The First World War and American Remembrance, 1919-1941

Written by Steven Trout

Publication Year: 2010

This work is a detailed study of how Americans in the 1920s and 1930s interpreted and remembered the First World War. Steven Trout asserts that from the beginning American memory of the war was fractured and unsettled, more a matter of competing sets of collective memories—each set with its own spokespeople— than a unified body of myth. The members of the American Legion remembered the war as a time of assimilation and national harmony. However, African Americans and radicalized whites recalled a very different war. And so did many of the nation’s writers, filmmakers, and painters.

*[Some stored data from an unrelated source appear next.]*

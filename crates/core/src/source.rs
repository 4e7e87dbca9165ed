//! Read/write seams to the external data layer: the business catalog and the
//! interaction log. In-memory implementations back the CLI and tests, and
//! can be loaded from JSON exports of the external tables.

use chrono::{DateTime, Utc};
use parking_lot::RwLock;
use serde::de::DeserializeOwned;
use std::collections::HashSet;
use std::path::Path;
use tracing::{debug, info, warn};

use crate::error::{RecError, RecResult};
use crate::types::{BusinessRecord, BusinessRow, InteractionEvent, InteractionRow};

pub trait CatalogSource: Send + Sync {
    /// The full catalog, used for training and catalog-wide ranking.
    fn businesses(&self) -> RecResult<Vec<BusinessRecord>>;

    /// A bounded page of the catalog for serving.
    fn page(&self, offset: usize, limit: usize) -> RecResult<Vec<BusinessRecord>> {
        Ok(self
            .businesses()?
            .into_iter()
            .skip(offset)
            .take(limit)
            .collect())
    }
}

pub trait InteractionLog: Send + Sync {
    /// Events recorded after `cutoff`. Events without a timestamp are
    /// always returned.
    fn events_since(&self, cutoff: DateTime<Utc>) -> RecResult<Vec<InteractionEvent>>;

    fn append(&self, event: InteractionEvent) -> RecResult<()>;
}

/// Convert raw catalog rows, skipping malformed rows and repeated ids.
pub fn ingest_businesses(rows: Vec<BusinessRow>) -> Vec<BusinessRecord> {
    let total = rows.len();
    let mut seen = HashSet::new();
    let mut records = Vec::with_capacity(total);

    for (position, row) in rows.into_iter().enumerate() {
        match BusinessRecord::try_from(row) {
            Ok(record) => {
                if seen.insert(record.id.clone()) {
                    records.push(record);
                } else {
                    warn!(position, business_id = %record.id, "Duplicate business id, skipping row");
                }
            }
            Err(e) => warn!(position, error = %e, "Skipping malformed business row"),
        }
    }

    debug!(total, accepted = records.len(), "Catalog rows ingested");
    records
}

/// Convert raw interaction rows, skipping malformed rows.
pub fn ingest_interactions(rows: Vec<InteractionRow>) -> Vec<InteractionEvent> {
    let total = rows.len();
    let events: Vec<InteractionEvent> = rows
        .into_iter()
        .enumerate()
        .filter_map(|(position, row)| match InteractionEvent::try_from(row) {
            Ok(event) => Some(event),
            Err(e) => {
                warn!(position, error = %e, "Skipping malformed interaction row");
                None
            }
        })
        .collect();

    debug!(total, accepted = events.len(), "Interaction rows ingested");
    events
}

/// Read a JSON array of rows from disk.
pub fn read_json_rows<T: DeserializeOwned>(path: &Path) -> RecResult<Vec<T>> {
    let raw = std::fs::read_to_string(path)?;
    Ok(serde_json::from_str(&raw)?)
}

/// Catalog held entirely in process memory.
pub struct InMemoryCatalog {
    businesses: RwLock<Vec<BusinessRecord>>,
}

impl InMemoryCatalog {
    pub fn new(businesses: Vec<BusinessRecord>) -> Self {
        Self {
            businesses: RwLock::new(businesses),
        }
    }

    pub fn from_rows(rows: Vec<BusinessRow>) -> Self {
        Self::new(ingest_businesses(rows))
    }

    /// Load a catalog export. Malformed rows are skipped.
    pub fn load(path: &Path) -> RecResult<Self> {
        Ok(Self::from_rows(read_catalog_rows(path)?))
    }

    /// Re-read a catalog export and swap it in. On error the current
    /// catalog is kept.
    pub fn reload(&self, path: &Path) -> RecResult<usize> {
        let businesses = ingest_businesses(read_catalog_rows(path)?);
        let count = businesses.len();
        self.replace(businesses);
        info!(businesses = count, path = %path.display(), "Catalog reloaded");
        Ok(count)
    }

    pub fn replace(&self, businesses: Vec<BusinessRecord>) {
        *self.businesses.write() = businesses;
    }

    pub fn len(&self) -> usize {
        self.businesses.read().len()
    }

    pub fn is_empty(&self) -> bool {
        self.businesses.read().is_empty()
    }
}

impl CatalogSource for InMemoryCatalog {
    fn businesses(&self) -> RecResult<Vec<BusinessRecord>> {
        Ok(self.businesses.read().clone())
    }

    fn page(&self, offset: usize, limit: usize) -> RecResult<Vec<BusinessRecord>> {
        Ok(self
            .businesses
            .read()
            .iter()
            .skip(offset)
            .take(limit)
            .cloned()
            .collect())
    }
}

/// Append-only interaction log held in process memory.
#[derive(Default)]
pub struct InMemoryInteractionLog {
    events: RwLock<Vec<InteractionEvent>>,
}

impl InMemoryInteractionLog {
    pub fn new(events: Vec<InteractionEvent>) -> Self {
        Self {
            events: RwLock::new(events),
        }
    }

    pub fn from_rows(rows: Vec<InteractionRow>) -> Self {
        Self::new(ingest_interactions(rows))
    }

    /// Load an interaction-log export. Malformed rows are skipped.
    pub fn load(path: &Path) -> RecResult<Self> {
        let rows: Vec<InteractionRow> = read_json_rows(path)
            .map_err(|e| RecError::InteractionLog(format!("{}: {e}", path.display())))?;
        Ok(Self::from_rows(rows))
    }

    pub fn len(&self) -> usize {
        self.events.read().len()
    }

    pub fn is_empty(&self) -> bool {
        self.events.read().is_empty()
    }
}

impl InteractionLog for InMemoryInteractionLog {
    fn events_since(&self, cutoff: DateTime<Utc>) -> RecResult<Vec<InteractionEvent>> {
        Ok(self
            .events
            .read()
            .iter()
            .filter(|e| e.timestamp.map_or(true, |ts| ts > cutoff))
            .cloned()
            .collect())
    }

    fn append(&self, event: InteractionEvent) -> RecResult<()> {
        self.events.write().push(event);
        Ok(())
    }
}

fn read_catalog_rows(path: &Path) -> RecResult<Vec<BusinessRow>> {
    read_json_rows(path).map_err(|e| RecError::Catalog(format!("{}: {e}", path.display())))
}

#[cfg(test)]
mod tests {
    use super::*;
    use crate::types::ActionKind;
    use chrono::Duration;

    fn row(id: Option<&str>, name: Option<&str>) -> BusinessRow {
        BusinessRow {
            id: id.map(str::to_string),
            name: name.map(str::to_string),
            ..Default::default()
        }
    }

    #[test]
    fn test_ingest_skips_malformed_and_duplicates() {
        let rows = vec![
            row(Some("b1"), Some("Coffee")),
            row(None, Some("No id")),
            row(Some("b2"), None),
            row(Some("b1"), Some("Coffee again")),
            row(Some("b3"), Some("Tech")),
        ];
        let records = ingest_businesses(rows);
        let ids: Vec<&str> = records.iter().map(|r| r.id.as_str()).collect();
        assert_eq!(ids, vec!["b1", "b3"]);
        assert_eq!(records[0].name, "Coffee");
    }

    #[test]
    fn test_ingest_interactions_skips_unknown_actions() {
        let rows = vec![
            InteractionRow {
                user_id: Some(1),
                business_id: Some("b1".to_string()),
                action: Some("purchase".to_string()),
                ..Default::default()
            },
            InteractionRow {
                user_id: Some(1),
                business_id: Some("b1".to_string()),
                action: Some("search".to_string()),
                ..Default::default()
            },
        ];
        let events = ingest_interactions(rows);
        assert_eq!(events.len(), 1);
        assert_eq!(events[0].action, ActionKind::Purchase);
    }

    #[test]
    fn test_catalog_page() {
        let catalog = InMemoryCatalog::new(
            (0..5)
                .map(|i| BusinessRecord::new(format!("b{i}"), format!("Business {i}")))
                .collect(),
        );
        let page = catalog.page(1, 2).unwrap();
        assert_eq!(page.len(), 2);
        assert_eq!(page[0].id, "b1");
        assert_eq!(catalog.page(4, 10).unwrap().len(), 1);
    }

    #[test]
    fn test_log_events_since_window() {
        let now = Utc::now();
        let log = InMemoryInteractionLog::default();
        log.append(InteractionEvent::new(Some(1), "old", ActionKind::View, Some(now - Duration::days(120))))
            .unwrap();
        log.append(InteractionEvent::new(Some(1), "new", ActionKind::View, Some(now - Duration::days(1))))
            .unwrap();
        log.append(InteractionEvent::new(None, "undated", ActionKind::Click, None))
            .unwrap();

        let events = log.events_since(now - Duration::days(90)).unwrap();
        let ids: Vec<&str> = events.iter().map(|e| e.business_id.as_str()).collect();
        assert_eq!(ids, vec!["new", "undated"]);
    }

    fn temp_file(contents: &str) -> std::path::PathBuf {
        let path = std::env::temp_dir().join(format!("bizrec-{}.json", uuid::Uuid::new_v4()));
        std::fs::write(&path, contents).unwrap();
        path
    }

    #[test]
    fn test_read_json_rows_errors() {
        let missing = std::env::temp_dir().join(format!("bizrec-{}.json", uuid::Uuid::new_v4()));
        assert!(matches!(
            read_json_rows::<BusinessRow>(&missing),
            Err(RecError::Io(_))
        ));

        let garbled = temp_file("[{\"id\": ");
        assert!(matches!(
            read_json_rows::<BusinessRow>(&garbled),
            Err(RecError::Serialization(_))
        ));
        let _ = std::fs::remove_file(garbled);
    }

    #[test]
    fn test_catalog_load_and_reload() {
        let path = temp_file(r#"[{"id": "b1", "name": "Coffee"}, {"id": "", "name": "Bad"}]"#);
        let catalog = InMemoryCatalog::load(&path).unwrap();
        assert_eq!(catalog.len(), 1);

        std::fs::write(&path, r#"[{"id": "b1", "name": "Coffee"}, {"id": "b2", "name": "Tech"}]"#)
            .unwrap();
        assert_eq!(catalog.reload(&path).unwrap(), 2);

        std::fs::remove_file(&path).unwrap();
        assert!(matches!(catalog.reload(&path), Err(RecError::Catalog(_))));
        assert_eq!(catalog.len(), 2);
        assert!(matches!(InMemoryCatalog::load(&path), Err(RecError::Catalog(_))));
    }

    #[test]
    fn test_interaction_log_load() {
        let path = temp_file(
            r#"[{"user_id": 1, "business_id": "b1", "action": "view"},
                {"user_id": 1, "business_id": "b1", "action": "search"}]"#,
        );
        assert_eq!(InMemoryInteractionLog::load(&path).unwrap().len(), 1);
        std::fs::write(&path, "not json").unwrap();
        assert!(matches!(
            InMemoryInteractionLog::load(&path),
            Err(RecError::InteractionLog(_))
        ));
        let _ = std::fs::remove_file(path);
    }
}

Trout studies a wide range of cultural products for their implications concerning the legacy of the war: John Dos Passos’s novels Three Soldiers and 1919, Willa Cather’s One of Ours, William March’s Company K, and Laurence Stallings’s Plumes; paintings by Harvey Dunn, Horace Pippin, and John Steuart Curry; portrayals of the war in The American Legion Weekly and The American Legion Monthly; war memorials and public monuments like the Tomb of the Unknown Soldier; and commemorative products such as the twelve-inch tall Spirit of the American Doughboy statue.

 

Trout argues that American memory of World War I was not only confused and contradictory during the ‘20s and ‘30s, but confused and contradictory in ways that accommodated affirmative interpretations of modern warfare and military service. Somewhat in the face of conventional wisdom, Trout shows that World War I did not destroy the glamour of war for all, or even most, Americans and enhanced it for many.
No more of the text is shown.